About a year ago I travelled to Ireland and England on vacation. While I did
mostly general touristic stuff, I added some geeky points of interest to my
itinerary such as Bletchley Park, Alexander Fleming's lab and planned to
attend a StackOverflow conference. Meeting fellow programmers is always fun.

Now, I'm an Hebrew speaker, but speak English fairly well.

After about 3 to 4 days I made the "switch" and generally thought in English
and spoke pretty fluently.

Towards the end of the trip (after about 20 days) I went to the StackOverflow
conference, where I saw two of my programming idols, Jeff and Joel. At some
point at the conference I approached the couple and we started to chat. Now, I
hate to admit this, but bear in mind I was as ecstatic as a little girl
meeting Justin Bieber in person. I was about 22 at the time and liked a lot of
what they wrote on their blogs.

I know that generally people feel pressured when being treated as "idols" and
these days I'm much better about these things, but at the time I couldn't help
myself. All of this lead to me "forgetting" some of the English and (what I
felt was) a much less fluent conversation, on my part. To make things more
ironic Joel tried some Hebrew with me and I insisted to speak in English
(which was a bit broken due to anxiety). After 20 days in English speaking
countries it just felt too awkward for me to speak in Hebrew. Maybe it was
awkward for me to speak in a language foreign to the rest of the group or just
the anxiety that kicked in and I'm making too much of it. I don't know.

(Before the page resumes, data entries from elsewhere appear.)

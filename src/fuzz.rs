//! Fuzzy string scoring on a 0–100 scale.
//!
//! The scorers follow the usual family of fuzzy ratios: a plain indel
//! ratio, a best-substring ratio, and token-based variants that ignore word
//! order (`token_sort_ratio`) or word order and repetition
//! (`token_set_ratio`).
//!
//! The core [`ratio`] is the indel similarity `2 * LCS / (len(a) + len(b))`,
//! where insertions and deletions cost 1 and there is no substitution. A
//! substitution therefore costs two edits, which keeps scores on the same
//! scale as the 75/85/90 thresholds the directory search is tuned for.

use std::collections::BTreeSet;
use std::fmt;
use std::str::FromStr;

use serde::{Deserialize, Serialize};

use crate::DirectoryError;

/// Similarity score between 0 and 100.
pub type Score = u8;

/// Available scoring functions.
#[derive(Debug, Clone, Copy, Default, PartialEq, Eq, Hash, Serialize, Deserialize)]
#[serde(rename_all = "kebab-case")]
pub enum Scorer {
    /// Whole-string indel ratio.
    Ratio,
    /// Best ratio of the shorter string against same-length windows of the longer.
    PartialRatio,
    /// Ratio after sorting tokens.
    TokenSortRatio,
    /// Ratio over token intersection and differences; ignores order and repeats.
    #[default]
    TokenSetRatio,
    /// Weighted combination picking the most suitable of the above.
    WRatio,
}

impl Scorer {
    /// Scores `a` against `b`.
    pub fn score(&self, a: &str, b: &str) -> Score {
        match self {
            Scorer::Ratio => ratio(a, b),
            Scorer::PartialRatio => partial_ratio(a, b),
            Scorer::TokenSortRatio => token_sort_ratio(a, b),
            Scorer::TokenSetRatio => token_set_ratio(a, b),
            Scorer::WRatio => w_ratio(a, b),
        }
    }

    /// Kebab-case name, as accepted by [`FromStr`].
    pub fn as_str(&self) -> &'static str {
        match self {
            Scorer::Ratio => "ratio",
            Scorer::PartialRatio => "partial-ratio",
            Scorer::TokenSortRatio => "token-sort-ratio",
            Scorer::TokenSetRatio => "token-set-ratio",
            Scorer::WRatio => "w-ratio",
        }
    }
}

impl fmt::Display for Scorer {
    fn fmt(&self, f: &mut fmt::Formatter<'_>) -> fmt::Result {
        f.write_str(self.as_str())
    }
}

impl FromStr for Scorer {
    type Err = DirectoryError;

    fn from_str(s: &str) -> Result<Self, Self::Err> {
        match s.trim().to_lowercase().replace('_', "-").as_str() {
            "ratio" => Ok(Scorer::Ratio),
            "partial-ratio" => Ok(Scorer::PartialRatio),
            "token-sort-ratio" => Ok(Scorer::TokenSortRatio),
            "token-set-ratio" => Ok(Scorer::TokenSetRatio),
            "w-ratio" | "wratio" => Ok(Scorer::WRatio),
            other => Err(DirectoryError::Config(format!("Unknown scorer '{}'", other))),
        }
    }
}

/// Lower-cases, replaces non-alphanumerics with spaces, and collapses whitespace.
pub fn full_process(s: &str) -> String {
    let replaced: String = s
        .chars()
        .map(|c| if c.is_alphanumeric() { c } else { ' ' })
        .collect();
    replaced
        .to_lowercase()
        .split_whitespace()
        .collect::<Vec<_>>()
        .join(" ")
}

/// Indel similarity of the raw strings.
///
/// An empty side always scores 0.
pub fn ratio(a: &str, b: &str) -> Score {
    let a: Vec<char> = a.chars().collect();
    let b: Vec<char> = b.chars().collect();
    if a.is_empty() || b.is_empty() {
        return 0;
    }
    let common = lcs_len(&a, &b);
    to_score((2 * common) as f64 / (a.len() + b.len()) as f64)
}

/// Length of the longest common subsequence, one DP row at a time.
fn lcs_len(a: &[char], b: &[char]) -> usize {
    let mut row = vec![0usize; b.len() + 1];
    for &ca in a {
        let mut diagonal = 0;
        for (j, &cb) in b.iter().enumerate() {
            let above = row[j + 1];
            row[j + 1] = if ca == cb {
                diagonal + 1
            } else {
                above.max(row[j])
            };
            diagonal = above;
        }
    }
    row[b.len()]
}

/// Best [`ratio`] of the shorter string against any equally long window of the longer.
pub fn partial_ratio(a: &str, b: &str) -> Score {
    let (short, long) = if a.chars().count() <= b.chars().count() {
        (a, b)
    } else {
        (b, a)
    };
    let short_len = short.chars().count();
    if short_len == 0 {
        return 0;
    }

    let long_chars: Vec<char> = long.chars().collect();
    if long_chars.len() == short_len {
        return ratio(short, long);
    }

    let mut best = 0;
    for window in long_chars.windows(short_len) {
        let candidate: String = window.iter().collect();
        best = best.max(ratio(short, &candidate));
        if best == 100 {
            break;
        }
    }
    best
}

/// Ratio of the processed strings with their tokens sorted.
pub fn token_sort_ratio(a: &str, b: &str) -> Score {
    token_sort(a, b, false)
}

/// Token-set ratio: order-independent, ignores repeated tokens.
///
/// Tokens are split into the shared set and each side's leftovers. The score
/// is the best ratio among "shared" vs "shared + leftovers" on either side and
/// the two combined strings against each other, so a string whose tokens are
/// a subset of the other's scores 100.
pub fn token_set_ratio(a: &str, b: &str) -> Score {
    token_set(a, b, false)
}

/// Weighted ratio picking between whole-string, partial and token scorers
/// depending on how different the string lengths are.
pub fn w_ratio(a: &str, b: &str) -> Score {
    let p1 = full_process(a);
    let p2 = full_process(b);
    if p1.is_empty() || p2.is_empty() {
        return 0;
    }

    const UNBASE_SCALE: f64 = 0.95;
    let base = f64::from(ratio(&p1, &p2));

    let (len1, len2) = (p1.chars().count() as f64, p2.chars().count() as f64);
    let len_ratio = len1.max(len2) / len1.min(len2);

    if len_ratio < 1.5 {
        let sort = f64::from(token_sort(&p1, &p2, false)) * UNBASE_SCALE;
        let set = f64::from(token_set(&p1, &p2, false)) * UNBASE_SCALE;
        return base.max(sort).max(set).round() as Score;
    }

    let partial_scale = if len_ratio > 8.0 { 0.6 } else { 0.9 };
    let partial = f64::from(partial_ratio(&p1, &p2)) * partial_scale;
    let sort = f64::from(token_sort(&p1, &p2, true)) * UNBASE_SCALE * partial_scale;
    let set = f64::from(token_set(&p1, &p2, true)) * UNBASE_SCALE * partial_scale;
    base.max(partial).max(sort).max(set).round() as Score
}

fn token_sort(a: &str, b: &str, partial: bool) -> Score {
    let sorted_a = sorted_tokens(&full_process(a));
    let sorted_b = sorted_tokens(&full_process(b));
    compare(&sorted_a, &sorted_b, partial)
}

fn token_set(a: &str, b: &str, partial: bool) -> Score {
    let p1 = full_process(a);
    let p2 = full_process(b);
    if p1.is_empty() || p2.is_empty() {
        return 0;
    }

    let tokens_a: BTreeSet<&str> = p1.split(' ').collect();
    let tokens_b: BTreeSet<&str> = p2.split(' ').collect();

    let shared = join(tokens_a.intersection(&tokens_b));
    let only_a = join(tokens_a.difference(&tokens_b));
    let only_b = join(tokens_b.difference(&tokens_a));

    let combined_a = format!("{} {}", shared, only_a).trim().to_string();
    let combined_b = format!("{} {}", shared, only_b).trim().to_string();

    [
        compare(&shared, &combined_a, partial),
        compare(&shared, &combined_b, partial),
        compare(&combined_a, &combined_b, partial),
    ]
    .into_iter()
    .max()
    .unwrap_or(0)
}

fn compare(a: &str, b: &str, partial: bool) -> Score {
    if partial {
        partial_ratio(a, b)
    } else {
        ratio(a, b)
    }
}

fn sorted_tokens(processed: &str) -> String {
    let mut tokens: Vec<&str> = processed.split_whitespace().collect();
    tokens.sort_unstable();
    tokens.join(" ")
}

fn join<'a>(tokens: impl Iterator<Item = &'a &'a str>) -> String {
    tokens.copied().collect::<Vec<_>>().join(" ")
}

fn to_score(similarity: f64) -> Score {
    (similarity.clamp(0.0, 1.0) * 100.0).round() as Score
}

Why ironic? Here I was, a native Hebrew speaker from Israel, unable to speak
in my native tongue while a former Israeli, practically his entire life living
in the states, tries to speak with me in Hebrew and unable to.

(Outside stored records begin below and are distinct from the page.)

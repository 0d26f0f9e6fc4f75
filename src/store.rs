//! Record store: the flat CSV dataset and its in-memory snapshot.

use std::fs;
use std::io::Write;
use std::path::{Path, PathBuf};
use std::sync::{Arc, PoisonError, RwLock};

use tracing::{debug, info, warn};

use crate::record::COLUMNS;
use crate::{Dataset, DirectoryError, DoctorRecord, Result};

const BOM: &str = "\u{feff}";

/// Reads a dataset file.
///
/// The header row is discarded and columns are taken by position. A leading
/// byte-order mark is tolerated, extra columns are ignored, missing trailing
/// columns default to empty, and rows with no non-empty value are dropped.
pub fn read_dataset(path: impl AsRef<Path>) -> Result<Dataset> {
    let path = path.as_ref();
    let content = fs::read_to_string(path)?;
    parse_dataset(&content)
}

/// Parses dataset CSV text. See [`read_dataset`].
pub fn parse_dataset(content: &str) -> Result<Dataset> {
    let content = content.strip_prefix(BOM).unwrap_or(content);
    let mut reader = csv::ReaderBuilder::new()
        .has_headers(true)
        .flexible(true)
        .from_reader(content.as_bytes());

    let mut dataset = Vec::new();
    let mut dropped = 0usize;
    for row in reader.records() {
        let row = row?;
        let record = DoctorRecord::from_cells(row.iter());
        if record.cells().iter().all(|c| c.is_empty()) {
            dropped += 1;
            continue;
        }
        dataset.push(record);
    }

    if dropped > 0 {
        debug!("Dropped {} empty rows", dropped);
    }
    Ok(dataset)
}

/// Writes a dataset as UTF-8 CSV with a byte-order mark and a header row.
pub fn write_dataset(path: impl AsRef<Path>, records: &[DoctorRecord]) -> Result<()> {
    let path = path.as_ref();
    if let Some(parent) = path.parent().filter(|p| !p.as_os_str().is_empty()) {
        fs::create_dir_all(parent)?;
    }

    let mut file = fs::File::create(path)?;
    file.write_all(BOM.as_bytes())?;

    let mut writer = csv::Writer::from_writer(file);
    writer.write_record(COLUMNS)?;
    for record in records {
        writer.write_record(record.cells())?;
    }
    writer.flush()?;

    info!("Wrote {} records to {}", records.len(), path.display());
    Ok(())
}

/// Process-wide, read-mostly dataset.
///
/// Readers take an [`Arc`] snapshot and never observe a half-built dataset;
/// [`reload`](Self::reload) builds the new dataset first and swaps it in.
#[derive(Debug, Default)]
pub struct RecordStore {
    path: Option<PathBuf>,
    data: RwLock<Arc<Dataset>>,
}

impl RecordStore {
    /// Loads the dataset at `path`, falling back to an empty store.
    ///
    /// A missing, unreadable or malformed file is logged and leaves the
    /// store empty; the caller keeps running in "no data" mode.
    pub fn load(path: impl Into<PathBuf>) -> Self {
        let path = path.into();
        let dataset = match read_dataset(&path) {
            Ok(dataset) => {
                info!("Loaded {} records from {}", dataset.len(), path.display());
                dataset
            }
            Err(e) => {
                warn!("No data loaded from {}: {}", path.display(), e);
                Vec::new()
            }
        };
        Self {
            path: Some(path),
            data: RwLock::new(Arc::new(dataset)),
        }
    }

    /// Loads the dataset at `path`, failing if it cannot be read.
    pub fn try_load(path: impl Into<PathBuf>) -> Result<Self> {
        let path = path.into();
        let dataset = read_dataset(&path)?;
        Ok(Self {
            path: Some(path),
            data: RwLock::new(Arc::new(dataset)),
        })
    }

    /// Wraps an in-memory dataset.
    pub fn from_records(records: Dataset) -> Self {
        Self {
            path: None,
            data: RwLock::new(Arc::new(records)),
        }
    }

    /// The file this store was loaded from, if any.
    pub fn path(&self) -> Option<&Path> {
        self.path.as_deref()
    }

    /// Current dataset.
    pub fn snapshot(&self) -> Arc<Dataset> {
        self.data
            .read()
            .unwrap_or_else(PoisonError::into_inner)
            .clone()
    }

    /// Re-reads the backing file and swaps it in. On error the current
    /// dataset is kept.
    pub fn reload(&self) -> Result<usize> {
        let path = self
            .path
            .as_ref()
            .ok_or_else(|| DirectoryError::Config("Store has no backing file".to_string()))?;
        let dataset = Arc::new(read_dataset(path)?);
        let count = dataset.len();
        *self.data.write().unwrap_or_else(PoisonError::into_inner) = dataset;
        info!("Reloaded {} records from {}", count, path.display());
        Ok(count)
    }

    /// Number of records.
    pub fn len(&self) -> usize {
        self.snapshot().len()
    }

    /// True when no record is loaded.
    pub fn is_empty(&self) -> bool {
        self.len() == 0
    }

    /// True when at least one record is loaded.
    pub fn is_loaded(&self) -> bool {
        !self.is_empty()
    }
}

I'm not sure if it's a matter of plain capability. When thinking about
programming I can think simultaneously about how to express an idea in
different programming languages/paradigms. This is another point of interest,
how is thinking in other languages compares to thinking in different
programming languages.

tl;dr: It seems to me there is more to the switching metaphor than developed
in the article. When getting into the flow of a language it may be harder to
operate in a different one. Moreover, as programmers we are all too familiar
with thinking in different programming languages and it's interesting to see
how it all relates.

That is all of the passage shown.